REQUIRED ACTION: Pull every line with "Text" from the data.

-------- DATA RECORDS --------

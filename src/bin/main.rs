use clap::{Parser, ValueEnum};
use rpal_lex::{Error, Result, Scanner, Token};
use std::{
    io::{self, Write},
    path::PathBuf,
    process,
};

/// Print the tokens of an RPAL source file.
#[derive(Parser)]
#[command(name = "rpal-lex", version)]
struct Args {
    /// Source file to scan
    file: PathBuf,

    /// Also print whitespace and comment tokens
    #[arg(long)]
    all: bool,

    #[arg(long, value_enum, default_value_t = Format::Text)]
    format: Format,
}

#[derive(Clone, Copy, ValueEnum)]
enum Format {
    /// One `<KIND:value>` per line
    Text,
    /// One JSON object per line
    Json,
}

fn main() {
    let args = Args::parse();
    let stdout = io::stdout();
    let mut out = stdout.lock();

    if let Err(e) = run(&args, &mut out) {
        let _ = out.flush();
        eprintln!("{}", e);
        process::exit(if e.is_io_error() { 74 } else { 65 });
    }
}

fn run<W: Write>(args: &Args, out: &mut W) -> Result<()> {
    let scanner = Scanner::open(&args.file)?;
    let tokens: Box<dyn Iterator<Item = Result<Token>>> = if args.all {
        Box::new(scanner)
    } else {
        Box::new(scanner.screened())
    };

    write_tokens(tokens, args.format, out)
}

fn write_tokens<I, W>(tokens: I, format: Format, out: &mut W) -> Result<()>
where
    I: Iterator<Item = Result<Token>>,
    W: Write,
{
    let mut last_line = 1;
    for token in tokens {
        let token = token?;
        last_line = token.line();
        write_token(&token, format, out)
            .map_err(|e| Error::io(last_line, e, "Could not write output."))?;
    }

    out.flush().map_err(|e| Error::io(last_line, e, "Could not write output."))
}

fn write_token<W: Write>(token: &Token, format: Format, out: &mut W) -> io::Result<()> {
    match format {
        Format::Text => writeln!(out, "{}", token),
        Format::Json => {
            serde_json::to_writer(&mut *out, token)?;
            writeln!(out)
        },
    }
}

--------

TASK OUTPUT:
    #[arg(long, value_enum, default_value_t = Format::Text)]
    Text,
        Format::Text => writeln!(out, "{}", token),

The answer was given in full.